Mechanisms of resveratrol-induced changes in [Ca2+]i and cell viability in PC3 human prostate cancer cells

Resveratrol is a natural compound that affects cellular Ca2+ homeostasis and viability in different cells. This study examined the effect of resveratrol on cytosolic free Ca2+ concentrations ([Ca2+](i)) and viability in PC3 human prostate cancer cells. The Ca2+-sensitive fluorescent dye fura-2 was used to measure [Ca2+](i) and WST-1 was used to measure viability. Resveratrol-evoked [Ca2+](i) rises concentration-dependently. The response was reduced by removing extracellular Ca2+. Resveratrol-evoked Ca2+ entry was not inhibited by nifedipine, econazole, SKF96365 and the protein kinase C inhibitor GF109203X, but was nearly abolished by the protein kinase C activator phorbol 12-myristate 13 acetate.
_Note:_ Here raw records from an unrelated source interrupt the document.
//! Cart error types.

use thiserror::Error;

use corner_shop_core::ProductId;

/// Recoverable cart conditions, reported to the shopper as notices.
#[derive(Debug, Clone, PartialEq, Eq, Error)]
pub enum CartError {
    /// Nobody is logged in.
    #[error("please log in to add items to your cart")]
    Unauthenticated,

    /// The product already has a line; quantities change through
    /// `update_quantity` instead.
    #[error("product {0} is already in your cart")]
    DuplicateItem(ProductId),

    /// The stored cart could not be decoded. Readers treat it as empty.
    #[error("stored cart under {key:?} is unreadable")]
    MalformedStorage {
        /// Storage key of the cart.
        key: String,
    },
}
//! Newtype IDs for type-safe entity references.
//!
//! Use the `define_id!` macro to create type-safe ID wrappers that prevent
//! accidentally mixing IDs from different entity types.

/// Macro to define a type-safe ID wrapper.
///
/// Creates a newtype wrapper around `u64` with:
/// - `Serialize`/`Deserialize` with `#[serde(transparent)]`, so the ID is a
///   bare JSON number in catalog payloads and persisted carts
/// - `Debug`, `Clone`, `Copy`, `PartialEq`, `Eq`, `Hash`, `PartialOrd`, `Ord`
/// - Conversion methods: `new()`, `as_u64()`
/// - `From<u64>`, `Into<u64>` and `FromStr` implementations
///
/// # Example
///
/// ```rust
/// # use corner_shop_core::define_id;
/// define_id!(ProductId);
/// define_id!(CategoryId);
///
/// let product = ProductId::new(1);
/// let parsed: ProductId = "1".parse().unwrap();
/// assert_eq!(product, parsed);
///
/// // These are different types, so this won't compile:
/// // let _: ProductId = CategoryId::new(1);
/// ```
#[macro_export]
macro_rules! define_id {
    ($name:ident) => {
        #[derive(
            Debug,
            Clone,
            Copy,
            PartialEq,
            Eq,
            Hash,
            PartialOrd,
            Ord,
            ::serde::Serialize,
            ::serde::Deserialize
        )]
        #[serde(transparent)]
        pub struct $name(u64);

        impl $name {
            /// Create a new ID from a u64 value.
            #[must_use]
            pub const fn new(id: u64) -> Self {
                Self(id)
            }

            /// Get the underlying u64 value.
            #[must_use]
            pub const fn as_u64(&self) -> u64 {
                self.0
            }
        }

        impl ::core::fmt::Display for $name {
            fn fmt(&self, f: &mut ::core::fmt::Formatter<'_>) -> ::core::fmt::Result {
                ::core::fmt::Display::fmt(&self.0, f)
            }
        }

        impl ::core::str::FromStr for $name {
            type Err = ::core::num::ParseIntError;

            fn from_str(s: &str) -> ::core::result::Result<Self, Self::Err> {
                s.trim().parse::<u64>().map(Self)
            }
        }

        impl From<u64> for $name {
            fn from(id: u64) -> Self {
                Self(id)
            }
        }

        impl From<$name> for u64 {
            fn from(id: $name) -> Self {
                id.0
            }
        }
    };
}

define_id!(ProductId);

#[cfg(test)]
#[allow(clippy::unwrap_used)]
mod tests {
    use super::*;

    #[test]
    fn test_product_id_is_bare_json_number() {
        let id = ProductId::new(7);
        assert_eq!(serde_json::to_string(&id).unwrap(), "7");
        assert_eq!(serde_json::from_str::<ProductId>("7").unwrap(), id);
    }

    #[test]
    fn test_product_id_from_str() {
        assert_eq!(" 12 ".parse::<ProductId>().unwrap(), ProductId::new(12));
        assert!("twelve".parse::<ProductId>().is_err());
        assert!("-1".parse::<ProductId>().is_err());
    }

    #[test]
    fn test_product_id_display() {
        assert_eq!(ProductId::from(42).to_string(), "42");
        assert_eq!(u64::from(ProductId::new(42)), 42);
    }
}
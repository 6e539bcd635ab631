use std::cell::RefCell;
use std::collections::BTreeMap;
use std::fs;
use std::path::{Path, PathBuf};

use super::{KeyValueStore, StorageError};

/// [`KeyValueStore`] backed by one JSON object file.
///
/// The whole map is loaded on [`open`](Self::open) and the whole file is
/// rewritten on every `set`/`remove`, via a sibling temp file and a rename,
/// so a reader never sees a half-written file. Two processes writing at once
/// lose one of the writes (last rename wins) but never corrupt the file.
///
/// Write failures are logged rather than returned, matching the
/// fire-and-forget `set` of browser storage; the in-memory view stays
/// updated for the rest of the session.
#[derive(Debug)]
pub struct FileStore {
    path: PathBuf,
    entries: RefCell<BTreeMap<String, String>>,
}

impl FileStore {
    /// Load the store at `path`. A missing file is an empty store.
    ///
    /// # Errors
    ///
    /// Returns `StorageError::Io` if the file exists but cannot be read, and
    /// `StorageError::Corrupt` if it is not a JSON object of strings.
    pub fn open(path: impl Into<PathBuf>) -> Result<Self, StorageError> {
        let path = path.into();
        let entries = match fs::read_to_string(&path) {
            Ok(raw) if raw.trim().is_empty() => BTreeMap::new(),
            Ok(raw) => serde_json::from_str(&raw).map_err(|source| StorageError::Corrupt {
                path: path.clone(),
                source,
            })?,
            Err(e) if e.kind() == std::io::ErrorKind::NotFound => BTreeMap::new(),
            Err(source) => return Err(StorageError::Io { path, source }),
        };

        tracing::debug!(path = %path.display(), keys = entries.len(), "Opened file store");

        Ok(Self {
            path,
            entries: RefCell::new(entries),
        })
    }

    /// Location of the backing file.
    #[must_use]
    pub fn path(&self) -> &Path {
        &self.path
    }

    fn flush(&self) {
        if let Err(e) = self.try_flush() {
            tracing::error!(error = %e, "Failed to persist storage file");
        }
    }

    fn try_flush(&self) -> Result<(), StorageError> {
        let io_err = |source: std::io::Error| StorageError::Io {
            path: self.path.clone(),
            source,
        };

        let body = serde_json::to_string_pretty(&*self.entries.borrow()).map_err(|source| {
            StorageError::Encode {
                key: "*".to_owned(),
                source,
            }
        })?;

        if let Some(parent) = self.path.parent()
            && !parent.as_os_str().is_empty()
        {
            fs::create_dir_all(parent).map_err(io_err)?;
        }

        let mut tmp = self.path.clone().into_os_string();
        tmp.push(".tmp");
        let tmp = PathBuf::from(tmp);

        fs::write(&tmp, body).map_err(io_err)?;
        fs::rename(&tmp, &self.path).map_err(io_err)?;
        Ok(())
    }
}

impl KeyValueStore for FileStore {
    fn get(&self, key: &str) -> Option<String> {
        self.entries.borrow().get(key).cloned()
    }

    fn set(&self, key: &str, value: String) {
        self.entries.borrow_mut().insert(key.to_owned(), value);
        self.flush();
    }

    fn remove(&self, key: &str) {
        let removed = self.entries.borrow_mut().remove(key).is_some();
        if removed {
            self.flush();
        }
    }
}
In Ca2+-free medium, treatment with the endoplasmic reticulum Ca2+ pump inhibitor 2,5-di-tert-butylhydroquinone decreased resveratrol-evoked rise in [Ca2+](i). Conversely, treatment with resveratrol inhibited BHQ-evoked rise in [Ca2+](i). Inhibition of phospholipase C with U73122 did not alter resveratrol-evoked rise in [Ca2+](i). Previous studies showed that resveratrol between 10 and 100 mu M induced cell death in various cancer cell types including PC3 cells. However, in this study, resveratrol (1-10 mu M) increased cell viability, which was abolished by chelating cytosolic Ca2+ with 1,2-bis(2-aminophenoxy) ethane-N,N,N',N'-tetra-acetic acid-acetoxymethyl ester (BAPTA/AM). Therefore, it is suggested that in PC3 cells, resveratrol had a dual effect on viability: at low concentrations (1-10 mu M) it induced proliferation, whereas at higher concentrations it caused cell death. Collectively, our data suggest that in PC3 cells, resveratrol-induced rise in [Ca2+](i) by evoking phospholipase C-independent Ca2+ release from the endoplasmic reticulum and Ca2+ entry, via protein kinase C-regulated mechanisms. Resveratrol at 1-10 mu M also caused Ca2+ dependent cell proliferation.